I didn't mention that this view was used for over 200 "location" reports. Meaning that the same query ran over 200 times - that's 200 times 10 minutes - or 2000 minutes - 33 hours if running linearly. Because this query saturated the machine with data, they couldn't run anything in parallel. Their reports were always behind. After we converted it to the 20-second model, they could run the reports in a little over an hour if running linearly. Once we applied zone maps for their dates and their LOCATION_ID, the queries became sub-second, and could run dozens of them in parallel. The entire reporting cycle, over 200 reports finished in less than three minutes.
Isn't this the sort of performance we were looking for? The pre-integration and the attention to machine physics reduced a 33-hour job to under 3 minutes.
Now can we see how not-addressing inefficiency will dissipate the machine's power rather than harness it?
A symptom of a poorly implemented model can often be found in the shape of the query. If the query is complex, has a lot of work happening on-demand, or is performing a lot of left-outer joins, it simply means the data isn't consumption-ready. If we open our BI tool and find that a lot of columns are wrapped with NVL or COALESCE into known defaults, it's time to apply those defaults to the data and not clutter the business logic with scrubbing that should have already been done.
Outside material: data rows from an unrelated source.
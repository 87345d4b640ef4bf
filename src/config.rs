//! Configuration management for olap-bridge.
//!
//! Handles loading configuration from TOML files and environment variables,
//! with support for named server connections and output defaults.

use crate::connection::{ConnectionDescriptor, Credential};
use crate::error::{BridgeError, Result};
use serde::{Deserialize, Serialize};
use std::collections::{BTreeMap, HashMap};
use std::path::{Path, PathBuf};

/// Main configuration structure for olap-bridge.
#[derive(Debug, Clone, Serialize, Deserialize, Default)]
pub struct Config {
    /// Defaults applied when the command line does not override them.
    #[serde(default)]
    pub defaults: Defaults,

    /// Named server connections.
    #[serde(default)]
    pub connections: HashMap<String, ConnectionConfig>,
}

/// Command defaults.
#[derive(Debug, Clone, Serialize, Deserialize, Default, PartialEq, Eq)]
pub struct Defaults {
    /// Output format: "text", "json" or "csv".
    pub output: Option<String>,

    /// Request timeout in seconds.
    pub timeout_secs: Option<u64>,
}

/// Server connection configuration.
#[derive(Debug, Clone, Serialize, Deserialize, Default, PartialEq, Eq)]
pub struct ConnectionConfig {
    /// Server address: a host name or an `http(s)://` XMLA endpoint.
    pub server: Option<String>,

    /// Database (catalog) name.
    pub database: Option<String>,

    /// Username for basic authentication.
    pub username: Option<String>,

    /// Password, or the client secret of a service principal
    /// (not recommended to store in config).
    pub password: Option<String>,

    /// Application id; switches to service principal authentication.
    pub application_id: Option<String>,

    /// Tenant id of the service principal.
    pub tenant_id: Option<String>,

    /// Extra provider flags appended to the connection string.
    #[serde(default, skip_serializing_if = "BTreeMap::is_empty")]
    pub flags: BTreeMap<String, String>,
}

impl ConnectionConfig {
    /// Creates a connection config from a `key=value;` connection string.
    pub fn from_connection_string(conn_str: &str) -> Result<Self> {
        let descriptor = ConnectionDescriptor::parse(conn_str)?;
        let mut config = Self {
            server: Some(descriptor.server().to_string()),
            database: Some(descriptor.database().to_string()),
            flags: descriptor.flags().iter().cloned().collect(),
            ..Default::default()
        };

        match descriptor.credential() {
            Credential::Integrated => {}
            Credential::UsernamePassword { username, password } => {
                config.username = Some(username.clone());
                config.password = Some(password.clone());
            }
            Credential::ServicePrincipal {
                application_id,
                tenant_id,
                secret,
            } => {
                config.application_id = Some(application_id.clone());
                config.tenant_id = Some(tenant_id.clone());
                config.password = Some(secret.clone());
            }
        }
        Ok(config)
    }

    /// Builds a validated connection descriptor.
    pub fn to_descriptor(&self) -> Result<ConnectionDescriptor> {
        let server = self
            .server
            .as_deref()
            .ok_or_else(|| BridgeError::invalid_configuration("Server address is required"))?;
        let database = self
            .database
            .as_deref()
            .ok_or_else(|| BridgeError::invalid_configuration("Database name is required"))?;

        let mut builder = ConnectionDescriptor::builder()
            .server(server)
            .database(database);

        match (&self.application_id, &self.username, &self.password) {
            (Some(_), Some(_), _) => {
                return Err(BridgeError::invalid_configuration(
                    "Set either username or application_id, not both",
                ));
            }
            (Some(application_id), None, Some(secret)) => {
                let tenant_id = self.tenant_id.as_deref().ok_or_else(|| {
                    BridgeError::invalid_configuration(
                        "tenant_id is required for service principal authentication",
                    )
                })?;
                builder = builder.service_principal(application_id, tenant_id, secret);
            }
            (Some(_), None, None) => {
                return Err(BridgeError::invalid_configuration(
                    "A client secret (password) is required for service principal authentication",
                ));
            }
            (None, Some(username), Some(password)) => {
                builder = builder.credentials(username, password);
            }
            (None, Some(_), None) => {
                return Err(BridgeError::invalid_configuration(
                    "username was supplied without a password",
                ));
            }
            (None, None, Some(_)) => {
                return Err(BridgeError::invalid_configuration(
                    "password was supplied without a username",
                ));
            }
            (None, None, None) => {}
        }

        for (key, value) in &self.flags {
            builder = builder.flag(key, value);
        }
        builder.build()
    }

    /// Merges another config into this one, with the other taking precedence.
    pub fn merge(&mut self, other: &ConnectionConfig) {
        if other.server.is_some() {
            self.server = other.server.clone();
        }
        if other.database.is_some() {
            self.database = other.database.clone();
        }
        if other.username.is_some() {
            self.username = other.username.clone();
            self.application_id = None;
            self.tenant_id = None;
        }
        if other.application_id.is_some() {
            self.application_id = other.application_id.clone();
            self.username = None;
        }
        if other.tenant_id.is_some() {
            self.tenant_id = other.tenant_id.clone();
        }
        if other.password.is_some() {
            self.password = other.password.clone();
        }
        for (key, value) in &other.flags {
            self.flags.insert(key.clone(), value.clone());
        }
    }

    /// Applies environment variables (OLAP_SERVER, OLAP_DATABASE, etc.) as defaults.
    pub fn apply_env_defaults(&mut self) {
        self.apply_defaults_from(|key| std::env::var(key).ok());
    }

    fn apply_defaults_from(&mut self, lookup: impl Fn(&str) -> Option<String>) {
        if self.server.is_none() {
            self.server = lookup("OLAP_SERVER");
        }
        if self.database.is_none() {
            self.database = lookup("OLAP_DATABASE");
        }
        if self.username.is_none() && self.application_id.is_none() {
            self.username = lookup("OLAP_USERNAME");
        }
        if self.password.is_none() {
            self.password = lookup("OLAP_PASSWORD");
        }
    }

    /// Returns true if no field is set.
    pub fn is_empty(&self) -> bool {
        self == &Self::default()
    }

    /// Returns a display-safe string (no password) for log output.
    pub fn display_string(&self) -> String {
        let server = self.server.as_deref().unwrap_or("unknown");
        let database = self.database.as_deref().unwrap_or("unknown");
        format!("{database} @ {server}")
    }
}

impl Config {
    /// Returns the default config file path for the current platform.
    pub fn default_path() -> PathBuf {
        dirs::config_dir()
            .unwrap_or_else(|| PathBuf::from("."))
            .join("olap-bridge")
            .join("config.toml")
    }

    /// Loads configuration from a TOML file.
    pub fn load_from_file(path: &Path) -> Result<Self> {
        if !path.exists() {
            return Ok(Self::default());
        }

        let content = std::fs::read_to_string(path).map_err(|e| {
            BridgeError::invalid_configuration(format!("Failed to read config file: {e}"))
        })?;

        Self::parse_toml(&content, path)
    }

    /// Parses configuration from a TOML string.
    fn parse_toml(content: &str, path: &Path) -> Result<Self> {
        toml::from_str(content).map_err(|e| {
            BridgeError::invalid_configuration(format!(
                "Configuration error in {}:\n  {}",
                path.display(),
                e
            ))
        })
    }

    /// Gets a named connection, or the default connection if name is None.
    pub fn get_connection(&self, name: Option<&str>) -> Option<&ConnectionConfig> {
        let key = name.unwrap_or("default");
        self.connections.get(key)
    }
}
Let's look at a query template, or rather, the structure of a query attempting to leverage these transaction-facing tables.
Select (some stuff here)
from (Sub-select here) sub-select here)
Join master (columns, where-clause stuff )
Join secondary (join columns, where-clause stuff )
It's the presence of deep sub-selects, multi-nested views, and the left-outer than are all more than telltale - the data is in a raw state and not ready for mass consumption.
Our teams have remediated countless models from this malaise. Not particularly hard to do, but at all these sites, their folks were too busy to engage the problem full-time, and with the necessary confidence to get it right. Others took our advice to create "sandbox" databases, pull some data inside and formulate tables that worked for them, as a prototype. Once the prototype showed promise, they had evidence to discuss changes with the data modelers to eventually make it operational. This is exactly the process you'd see us follow on your site, because nothing works better than your own data to answer your performance questions.
By the same token, "some" of these sites knew what to do, but didn't do it. One site's leader said to me, "We went to Enzee Universe and took a lot of notes. We hired a guy to put this together and he said we didn't need any of that." Followed by a long awkward pause. I said "Is that why I'm here now?"" and he said, "Exactly." He was worried I was going to tell him he had to rebuild from scratch, but we know that's never the case. Performance optimization is centered in the big-ticket, heavy-lifting tables. If we reduce the noise around those, everything starts to hum like a sewing machine.
The takeaway in all this - if performance is an issue (don't feel you have a lot of data but the system seems stressed) the problem isn't your queries - it's your data model. Performance in Netezza is solely derived from hardware, and the hardware's physics is unlocked by optimized data structures, not efficient queries. Tuning a query in Netezza is a lot like using a steering wheel to make a car go faster. A query is logical but a performance is physical.
Get the data structures in a place where they leverage machine physics, and get the queries in a place where they unlock that physics, and cut 'em off the chain.